Quick Links

Re: Index corruption with CREATE INDEX CONCURRENTLY

From:	Pavan Deolasee <pavan(dot)deolasee(at)gmail(dot)com>
To:	Amit Kapila <amit(dot)kapila16(at)gmail(dot)com>
Cc:	Alvaro Herrera <alvherre(at)2ndquadrant(dot)com>, pgsql-hackers <pgsql-hackers(at)postgresql(dot)org>
Subject:	Re: Index corruption with CREATE INDEX CONCURRENTLY
Date:	2017-02-04 14:11:33
Message-ID:	CABOikdMPEe6UazAmyCwLQskA-+BbmGtAhbJZePxS64rQ-KeMOw@mail.gmail.com
Views:	Raw Message \| Whole Thread \| Download mbox \| Resend email
Thread:
Lists:	pgsql-hackers

On Sat, Feb 4, 2017 at 12:10 PM, Amit Kapila <amit(dot)kapila16(at)gmail(dot)com>
wrote:

>
>
> If we do above, then I think primary key attrs won't be returned
> because for those we are using relation copy rather than an original
> working copy of attrs. See code below:
>
> switch (attrKind)
> {
> ..
> case INDEX_ATTR_BITMAP_PRIMARY_KEY:
> return bms_copy(relation->rd_pkattr);
>
>
I don't think that would a problem since if relation_rd_indexattr is NULL,
primary key attrs will be recomputed and returned.

>
> Apart from above, I think after the proposed patch, it will be quite
> possible that in heap_update(), hot_attrs, key_attrs and id_attrs are
> computed using different index lists (consider relcache flush happens
> after computation of hot_attrs or key_attrs) which was previously not
> possible. I think in the later code we assume that all the three
> should be computed using the same indexlist. For ex. see the below
> code:
>

This seems like a real problem to me. I don't know what the consequences
are, but definitely having various attribute lists to have different view
of the set of indexes doesn't seem right.

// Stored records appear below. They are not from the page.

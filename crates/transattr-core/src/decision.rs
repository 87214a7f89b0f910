//! Outcome selection.
//!
//! Four independent inputs decide the outcome: tool provenance of the
//! creation edit, suspicious access dates, and the two summary signals.
//! [`Outcome::decide`] is a total function over them. The talk page is only
//! consulted for [`Outcome::AttributedNeedsTemplateCheck`], see
//! [`Outcome::needs_talk_page`].

use serde::Serialize;

use crate::summary::SummarySignals;

/// Inputs to the decision table.
#[derive(Debug, Clone, Copy, Default, PartialEq, Eq)]
pub struct DecisionInputs {
    pub tool_attributed: bool,
    pub suspicious_dates: bool,
    pub unattributed: bool,
    pub attributed: bool,
}

impl DecisionInputs {
    pub fn new(tool_attributed: bool, suspicious_dates: bool, signals: SummarySignals) -> Self {
        Self {
            tool_attributed,
            suspicious_dates,
            unattributed: signals.unattributed,
            attributed: signals.attributed,
        }
    }
}

/// What a check concluded about an article.
#[derive(Debug, Clone, Copy, PartialEq, Eq, Hash, Serialize)]
#[serde(rename_all = "snake_case")]
pub enum Outcome {
    /// Created with the translation tool, which attributes automatically.
    ToolAttributed,
    /// Old access dates and no translation summaries.
    DateWarningOnly,
    /// Old access dates, but a summary attributes the translation.
    DateWarningAttributed,
    /// Unattributed translation summary and old access dates.
    UnattributedWithDateWarning,
    /// Attributed translation; the talk page decides whether to suggest the template.
    AttributedNeedsTemplateCheck,
    /// Unattributed translation summary, access dates look fine.
    UnattributedNoDateIssue,
    /// Nothing worth reporting.
    NoSignal,
}

impl Outcome {
    /// Every outcome, in table order.
    pub const ALL: [Outcome; 7] = [
        Self::ToolAttributed,
        Self::DateWarningOnly,
        Self::DateWarningAttributed,
        Self::UnattributedWithDateWarning,
        Self::AttributedNeedsTemplateCheck,
        Self::UnattributedNoDateIssue,
        Self::NoSignal,
    ];

    /// Apply the decision table.
    ///
    /// Tool provenance overrides everything. An unattributed summary beats
    /// an attributed one, with or without suspicious dates.
    pub fn decide(inputs: DecisionInputs) -> Self {
        let DecisionInputs {
            tool_attributed,
            suspicious_dates,
            unattributed,
            attributed,
        } = inputs;

        match (tool_attributed, suspicious_dates, unattributed, attributed) {
            (true, _, _, _) => Self::ToolAttributed,
            (false, true, true, _) => Self::UnattributedWithDateWarning,
            (false, true, false, true) => Self::DateWarningAttributed,
            (false, true, false, false) => Self::DateWarningOnly,
            (false, false, true, _) => Self::UnattributedNoDateIssue,
            (false, false, false, true) => Self::AttributedNeedsTemplateCheck,
            (false, false, false, false) => Self::NoSignal,
        }
    }

    /// Whether this outcome needs the talk page to pick its notice.
    pub fn needs_talk_page(self) -> bool {
        matches!(self, Self::AttributedNeedsTemplateCheck)
    }

    /// Whether a reader should be shown anything at all.
    pub fn is_reportable(self) -> bool {
        self != Self::NoSignal
    }

    pub fn as_str(&self) -> &'static str {
        match self {
            Self::ToolAttributed => "tool_attributed",
            Self::DateWarningOnly => "date_warning_only",
            Self::DateWarningAttributed => "date_warning_attributed",
            Self::UnattributedWithDateWarning => "unattributed_with_date_warning",
            Self::AttributedNeedsTemplateCheck => "attributed_needs_template_check",
            Self::UnattributedNoDateIssue => "unattributed_no_date_issue",
            Self::NoSignal => "no_signal",
        }
    }
}

/// Whether to suggest `{{Translated from}}` on the talk page.
#[derive(Debug, Clone, Copy, PartialEq, Eq, Serialize)]
#[serde(rename_all = "snake_case")]
pub enum TemplateAdvice {
    /// The talk page says nothing about a translation yet.
    ConsiderTemplate,
    /// The talk page already mentions the translation.
    AlreadyNoted,
}

impl TemplateAdvice {
    /// Decide from the talk page source; a missing talk page counts as silent.
    pub fn from_talk_page(markup: Option<&str>) -> Self {
        if markup.is_some_and(talk_page_mentions_translation) {
            Self::AlreadyNoted
        } else {
            Self::ConsiderTemplate
        }
    }
}

/// True when the talk page contains "translat" in any case.
pub fn talk_page_mentions_translation(markup: &str) -> bool {
    markup.to_lowercase().contains("translat")
}

#[cfg(test)]
mod tests {
    use super::*;
    use std::collections::HashSet;

    fn inputs(tool: bool, dates: bool, unattributed: bool, attributed: bool) -> DecisionInputs {
        DecisionInputs {
            tool_attributed: tool,
            suspicious_dates: dates,
            unattributed,
            attributed,
        }
    }

    /// All 16 combinations of the four flags.
    fn all_inputs() -> Vec<DecisionInputs> {
        (0u8..16)
            .map(|bits| {
                inputs(
                    bits & 0b1000 != 0,
                    bits & 0b0100 != 0,
                    bits & 0b0010 != 0,
                    bits & 0b0001 != 0,
                )
            })
            .collect()
    }

    #[test]
    fn table_rows() {
        use Outcome::*;
        let rows = [
            (inputs(false, true, false, false), DateWarningOnly),
            (inputs(false, true, false, true), DateWarningAttributed),
            (inputs(false, true, true, false), UnattributedWithDateWarning),
            (inputs(false, true, true, true), UnattributedWithDateWarning),
            (inputs(false, false, false, true), AttributedNeedsTemplateCheck),
            (inputs(false, false, true, false), UnattributedNoDateIssue),
            (inputs(false, false, true, true), UnattributedNoDateIssue),
            (inputs(false, false, false, false), NoSignal),
        ];
        for (input, expected) in rows {
            assert_eq!(Outcome::decide(input), expected, "{input:?}");
        }
    }

    #[test]
    fn tool_provenance_overrides_everything() {
        for input in all_inputs().into_iter().filter(|i| i.tool_attributed) {
            assert_eq!(Outcome::decide(input), Outcome::ToolAttributed, "{input:?}");
        }
    }

    #[test]
    fn table_is_total_and_reaches_every_outcome() {
        let reached: HashSet<Outcome> = all_inputs().into_iter().map(Outcome::decide).collect();
        assert_eq!(reached.len(), Outcome::ALL.len());
        for outcome in Outcome::ALL {
            assert!(reached.contains(&outcome), "{outcome:?} unreachable");
        }
    }

    #[test]
    fn only_template_check_needs_talk_page() {
        for outcome in Outcome::ALL {
            assert_eq!(
                outcome.needs_talk_page(),
                outcome == Outcome::AttributedNeedsTemplateCheck
            );
        }
    }

    #[test]
    fn inputs_from_signals() {
        let signals = SummarySignals {
            unattributed: false,
            attributed: true,
        };
        let input = DecisionInputs::new(false, false, signals);
        assert_eq!(input, inputs(false, false, false, true));
    }

    #[test]
    fn template_advice_from_talk_page() {
        assert_eq!(
            TemplateAdvice::from_talk_page(None),
            TemplateAdvice::ConsiderTemplate
        );
        assert_eq!(
            TemplateAdvice::from_talk_page(Some("{{WikiProject Films}}")),
            TemplateAdvice::ConsiderTemplate
        );
        assert_eq!(
            TemplateAdvice::from_talk_page(Some("{{Translated from|fr|Exemple}}")),
            TemplateAdvice::AlreadyNoted
        );
        assert_eq!(
            TemplateAdvice::from_talk_page(Some("This was a TRANSLATION of the German page.")),
            TemplateAdvice::AlreadyNoted
        );
    }

    #[test]
    fn outcome_names_match_serde() {
        for outcome in Outcome::ALL {
            let json = serde_json::to_value(outcome).unwrap();
            assert_eq!(json, outcome.as_str());
        }
    }
}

The problem we are trying to fix is very clear by now. Relcache flush
clears rd_indexvalid and rd_indexattr together, but because of the race,
rd_indexattr is recomputed with the old information and gets cached again,
while rd_indexvalid (and rd_indexlist) remains unset. That leads to the
index corruption in CIC and may cause other issues too that we're not aware
right now. We want cached attribute lists to become invalid whenever index
list is invalidated and that's not happening right now.

So we have tried three approaches so far.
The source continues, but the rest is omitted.